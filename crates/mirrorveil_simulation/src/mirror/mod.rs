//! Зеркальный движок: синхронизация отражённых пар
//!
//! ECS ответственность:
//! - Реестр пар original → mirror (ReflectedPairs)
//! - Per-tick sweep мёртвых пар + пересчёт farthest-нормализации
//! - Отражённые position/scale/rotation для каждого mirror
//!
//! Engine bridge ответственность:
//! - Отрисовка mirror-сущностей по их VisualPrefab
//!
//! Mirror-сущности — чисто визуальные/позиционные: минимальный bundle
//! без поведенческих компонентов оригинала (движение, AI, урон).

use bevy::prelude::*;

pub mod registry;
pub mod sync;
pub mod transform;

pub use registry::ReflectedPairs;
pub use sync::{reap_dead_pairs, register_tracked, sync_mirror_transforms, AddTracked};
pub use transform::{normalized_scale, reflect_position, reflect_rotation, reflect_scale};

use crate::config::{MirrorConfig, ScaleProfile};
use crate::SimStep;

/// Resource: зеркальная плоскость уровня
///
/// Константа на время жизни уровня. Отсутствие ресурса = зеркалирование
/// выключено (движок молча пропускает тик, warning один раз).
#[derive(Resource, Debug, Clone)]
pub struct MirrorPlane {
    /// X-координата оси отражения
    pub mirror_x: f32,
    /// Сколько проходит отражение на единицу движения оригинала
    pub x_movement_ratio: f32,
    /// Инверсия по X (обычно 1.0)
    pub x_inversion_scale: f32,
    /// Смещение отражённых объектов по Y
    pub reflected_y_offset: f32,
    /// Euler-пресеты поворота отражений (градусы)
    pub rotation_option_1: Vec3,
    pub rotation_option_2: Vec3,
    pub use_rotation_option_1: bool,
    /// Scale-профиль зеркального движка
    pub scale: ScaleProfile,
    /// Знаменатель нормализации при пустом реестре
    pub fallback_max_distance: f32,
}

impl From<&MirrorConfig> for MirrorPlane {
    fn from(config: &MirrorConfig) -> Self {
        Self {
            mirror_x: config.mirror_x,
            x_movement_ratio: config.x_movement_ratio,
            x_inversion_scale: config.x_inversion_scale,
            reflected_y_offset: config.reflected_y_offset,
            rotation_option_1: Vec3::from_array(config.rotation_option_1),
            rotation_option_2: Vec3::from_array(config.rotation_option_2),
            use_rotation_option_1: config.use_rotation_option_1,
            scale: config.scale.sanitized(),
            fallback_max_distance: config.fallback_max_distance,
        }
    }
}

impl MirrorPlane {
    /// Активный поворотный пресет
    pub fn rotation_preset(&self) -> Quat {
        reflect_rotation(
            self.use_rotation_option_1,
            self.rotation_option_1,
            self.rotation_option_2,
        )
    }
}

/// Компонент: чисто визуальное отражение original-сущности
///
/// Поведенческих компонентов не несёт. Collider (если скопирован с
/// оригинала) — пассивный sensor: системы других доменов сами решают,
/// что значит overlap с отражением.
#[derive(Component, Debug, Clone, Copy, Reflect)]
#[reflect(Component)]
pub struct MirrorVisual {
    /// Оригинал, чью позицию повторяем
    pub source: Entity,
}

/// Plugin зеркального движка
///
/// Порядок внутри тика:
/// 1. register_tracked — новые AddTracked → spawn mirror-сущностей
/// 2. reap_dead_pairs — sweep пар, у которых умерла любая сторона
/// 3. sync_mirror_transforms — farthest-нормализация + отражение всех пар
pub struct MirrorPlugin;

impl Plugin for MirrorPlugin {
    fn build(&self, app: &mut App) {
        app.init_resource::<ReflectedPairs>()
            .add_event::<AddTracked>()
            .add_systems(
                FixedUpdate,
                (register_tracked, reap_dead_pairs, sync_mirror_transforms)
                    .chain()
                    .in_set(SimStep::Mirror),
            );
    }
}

▬▬▬▬▬▬

● **Your instructions**
List every line above that holds the word "impl".

● **Answer**
impl From<&MirrorConfig> for MirrorPlane {
impl MirrorPlane {
impl Plugin for MirrorPlugin {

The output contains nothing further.